At first glance, the MSI RTX 5070 Ti's 8,960 shading units versus the ASRock RX 9070 XT's 4,096 looks like a decisive hardware advantage — more than double the shader count. In practice, however, raw shader count is only meaningful in the context of clock speed and architectural efficiency. The RX 9070 XT's boost clock reaches 3,100 MHz, compared to the RTX 5070 Ti's 2,572 MHz, and that gap is large enough to flip the overall compute picture entirely. The result is that the RX 9070 XT delivers 50.79 TFLOPS of floating-point performance against the RTX 5070 Ti's 46.09 TFLOPS — a clear win in raw throughput despite far fewer shaders.
The ASRock card extends its lead across the rasterization pipeline as well. Its pixel rate of 396.8 GPixel/s is roughly 60% higher than the RTX 5070 Ti's 246.9 GPixel/s, driven both by its higher clock and its larger ROP count (128 vs. 96). A higher pixel rate directly benefits high-resolution rendering and anti-aliasing workloads, meaning the RX 9070 XT can push more finished pixels per second to the display. Similarly, the texture rate of 793.6 GTexels/s versus 720.2 GTexels/s gives the ASRock a measurable edge in texture-heavy scenes. Memory bandwidth potential also favors the RX 9070 XT, whose memory runs at 2,518 MHz versus 1,750 MHz on the MSI — faster memory feeds the GPU's pipeline more efficiently, reducing stalls in memory-bound scenarios.
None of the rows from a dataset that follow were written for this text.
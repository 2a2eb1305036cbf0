use std::sync::Arc;
use std::time::{Duration, Instant};

use reqwest::StatusCode;
use tokio::time::{sleep, timeout};
use uuid::Uuid;

use crate::config::AppConfig;
use crate::models::job::{Job, JobInput, JobKind, JobStage};
use crate::models::request::TestAttributes;
use crate::models::result::JobResult;
use crate::services::{
    callback::CallbackClient,
    generation::{GenerationError, ImageGenerator},
    imaging::{self, ImageError},
    vision::{FaceSwapper, ImageRole, VisionError},
};

/// Timing knobs for job execution.
#[derive(Debug, Clone)]
pub struct OrchestratorSettings {
    pub vision_timeout: Duration,
    pub generation_timeout: Duration,
    pub processing_delay: Duration,
}

impl OrchestratorSettings {
    pub fn from_config(config: &AppConfig) -> Self {
        Self {
            vision_timeout: config.vision_timeout(),
            generation_timeout: config.generation_timeout(),
            processing_delay: Duration::from_millis(config.processing_delay_ms),
        }
    }
}

impl Default for OrchestratorSettings {
    fn default() -> Self {
        Self {
            vision_timeout: Duration::from_secs(120),
            generation_timeout: Duration::from_secs(120),
            processing_delay: Duration::ZERO,
        }
    }
}

/// Executes jobs against the collaborators and reports each result to the
/// job's callback address. Cheap to clone; all handles are shared.
#[derive(Clone)]
pub struct Orchestrator {
    vision: Arc<dyn FaceSwapper>,
    generator: Arc<dyn ImageGenerator>,
    callbacks: CallbackClient,
    settings: OrchestratorSettings,
}

/// How the single callback attempt for a job went.
#[derive(Debug, Clone, PartialEq)]
pub enum Delivery {
    Sent(StatusCode),
    Failed(String),
}

/// Everything a finished job produced.
#[derive(Debug)]
pub struct JobOutcome {
    pub result: JobResult,
    pub delivery: Delivery,
    pub stages: Vec<JobStage>,
}

struct EncodedImages {
    swapped: String,
    generated: Option<String>,
}

#[derive(Debug, thiserror::Error)]
pub enum JobError {
    #[error("{role} image could not be decoded: {source}")]
    Decode {
        role: ImageRole,
        #[source]
        source: ImageError,
    },

    #[error(transparent)]
    Vision(#[from] VisionError),

    #[error(transparent)]
    Generation(#[from] GenerationError),

    #[error("{collaborator} did not respond within {after:?}")]
    Timeout {
        collaborator: &'static str,
        after: Duration,
    },

    #[error("produced image is invalid: {0}")]
    Output(#[source] ImageError),

    #[error("job execution aborted: {0}")]
    Aborted(String),
}

/// Records and logs the stage transitions of one job.
#[derive(Debug, Clone)]
struct StageTracker {
    request_id: Uuid,
    kind: JobKind,
    current: JobStage,
    history: Vec<JobStage>,
}

impl StageTracker {
    fn new(request_id: Uuid, kind: JobKind) -> Self {
        Self {
            request_id,
            kind,
            current: JobStage::Received,
            history: vec![JobStage::Received],
        }
    }

    fn advance(&mut self, next: JobStage) {
        if !self.current.can_advance_to(next) {
            tracing::warn!(
                request_id = %self.request_id,
                from = %self.current,
                to = %next,
                "Unexpected job stage transition"
            );
        }
        self.current = next;
        self.history.push(next);
        tracing::info!(
            request_id = %self.request_id,
            kind = %self.kind,
            stage = %next,
            "Job stage changed"
        );
    }
}

impl Orchestrator {
    pub fn new(
        vision: Arc<dyn FaceSwapper>,
        generator: Arc<dyn ImageGenerator>,
        callbacks: CallbackClient,
        settings: OrchestratorSettings,
    ) -> Self {
        Self {
            vision,
            generator,
            callbacks,
            settings,
        }
    }

    /// Run a job to completion and deliver its result. Never fails: every
    /// error ends up in the result or the delivery outcome.
    pub async fn run(&self, job: Job) -> JobOutcome {
        let started = Instant::now();
        let request_id = job.id;
        let kind = job.kind();
        let callback_url = job.callback_url.clone();

        let mut tracker = StageTracker::new(request_id, kind);
        tracker.advance(JobStage::Dispatched);

        if !self.settings.processing_delay.is_zero() {
            tracing::debug!(
                request_id = %request_id,
                delay_ms = self.settings.processing_delay.as_millis() as u64,
                "Delaying job processing"
            );
            sleep(self.settings.processing_delay).await;
        }

        let (mut tracker, outcome) = self.execute_isolated(job, tracker).await;

        let result = match outcome {
            Ok(images) => {
                tracker.advance(JobStage::Succeeded);
                metrics::counter!("faceswap_jobs_succeeded_total", "kind" => kind.to_string()).increment(1);
                JobResult::success(request_id, images.swapped, images.generated)
            }
            Err(e) => {
                tracker.advance(JobStage::Failed);
                metrics::counter!("faceswap_jobs_failed_total", "kind" => kind.to_string()).increment(1);
                tracing::warn!(request_id = %request_id, error = %e, "Job failed");
                JobResult::failed(request_id, e.to_string())
            }
        };

        metrics::histogram!("faceswap_job_duration_seconds").record(started.elapsed().as_secs_f64());

        let delivery = self.deliver(&callback_url, &result, &mut tracker).await;

        JobOutcome {
            result,
            delivery,
            stages: tracker.history,
        }
    }

    /// Synchronous face swap used by the direct endpoint; returns the
    /// base64-encoded swapped image.
    pub async fn swap_now(&self, source_b64: &str, target_b64: &str) -> Result<String, JobError> {
        let source = decode_input(source_b64, ImageRole::Source)?;
        let target = decode_input(target_b64, ImageRole::Target)?;
        let swapped = self.swap(&source, &target).await?;
        imaging::encode_image_payload(&swapped).map_err(JobError::Output)
    }

    /// Runs the collaborator steps on their own task so a panic inside a
    /// collaborator still yields a failed result.
    async fn execute_isolated(
        &self,
        job: Job,
        tracker: StageTracker,
    ) -> (StageTracker, Result<EncodedImages, JobError>) {
        let fallback = tracker.clone();
        let this = self.clone();
        let handle = tokio::spawn(async move {
            let mut tracker = tracker;
            let outcome = this.execute(&job, &mut tracker).await;
            (tracker, outcome)
        });

        match handle.await {
            Ok(done) => done,
            Err(e) => (fallback, Err(JobError::Aborted(e.to_string()))),
        }
    }

    async fn execute(
        &self,
        job: &Job,
        tracker: &mut StageTracker,
    ) -> Result<EncodedImages, JobError> {
        match &job.input {
            JobInput::FaceSwap {
                source_image,
                target_image,
            } => {
                let source = decode_input(source_image, ImageRole::Source)?;
                let target = decode_input(target_image, ImageRole::Target)?;

                tracker.advance(JobStage::Swapping);
                let swapped = self.swap(&source, &target).await?;
                tracing::info!(request_id = %job.id, "Face swap completed");

                Ok(EncodedImages {
                    swapped: imaging::encode_image_payload(&swapped).map_err(JobError::Output)?,
                    generated: None,
                })
            }
            JobInput::GenerateThenSwap {
                attributes,
                source_face_image,
            } => {
                let source = decode_input(source_face_image, ImageRole::Source)?;

                tracker.advance(JobStage::Generating);
                let generated = self.generate(attributes).await?;
                tracing::info!(request_id = %job.id, bytes = generated.len(), "Image generation completed");

                tracker.advance(JobStage::Swapping);
                let swapped = self.swap(&source, &generated).await?;
                tracing::info!(request_id = %job.id, "Face swap completed");

                Ok(EncodedImages {
                    swapped: imaging::encode_image_payload(&swapped).map_err(JobError::Output)?,
                    generated: Some(
                        imaging::encode_image_payload(&generated).map_err(JobError::Output)?,
                    ),
                })
            }
        }
    }

    async fn swap(&self, source: &[u8], target: &[u8]) -> Result<Vec<u8>, JobError> {
        let after = self.settings.vision_timeout;
        let swapped = timeout(after, self.vision.swap(source, target))
            .await
            .map_err(|_| JobError::Timeout {
                collaborator: "vision service",
                after,
            })??;
        Ok(swapped)
    }

    async fn generate(&self, attributes: &TestAttributes) -> Result<Vec<u8>, JobError> {
        let after = self.settings.generation_timeout;
        let generated = timeout(after, self.generator.generate(attributes))
            .await
            .map_err(|_| JobError::Timeout {
                collaborator: "image generation service",
                after,
            })??;
        Ok(generated)
    }

    async fn deliver(&self, url: &str, result: &JobResult, tracker: &mut StageTracker) -> Delivery {
        tracing::info!(
            request_id = %tracker.request_id,
            callback_url = %url,
            status = %result.status,
            "Sending callback"
        );

        match self.callbacks.deliver(url, result).await {
            Ok(status) => {
                tracker.advance(JobStage::CallbackSent);
                tracing::info!(
                    request_id = %tracker.request_id,
                    callback_url = %url,
                    http_status = status.as_u16(),
                    "Callback delivered"
                );
                Delivery::Sent(status)
            }
            Err(e) => {
                tracker.advance(JobStage::CallbackDeliveryFailed);
                metrics::counter!("faceswap_callbacks_failed_total").increment(1);
                tracing::error!(
                    request_id = %tracker.request_id,
                    callback_url = %url,
                    error = %e,
                    "Callback delivery failed"
                );
                Delivery::Failed(e.to_string())
            }
        }
    }
}

fn decode_input(payload: &str, role: ImageRole) -> Result<Vec<u8>, JobError> {
    imaging::decode_image_payload(payload).map_err(|source| JobError::Decode { role, source })
}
Both cards support Double Precision Floating Point (DPFP), which matters for compute and professional workloads but is rarely a differentiator in gaming. Overall, based strictly on the provided performance specs, the ASRock RX 9070 XT Taichi OC holds a clear advantage: it leads in computed TFLOPS, pixel fill rate, texture throughput, and memory speed. The RTX 5070 Ti's much higher shader count is offset by its lower boost clock and architectural differences, leaving it behind on every key throughput metric presented here.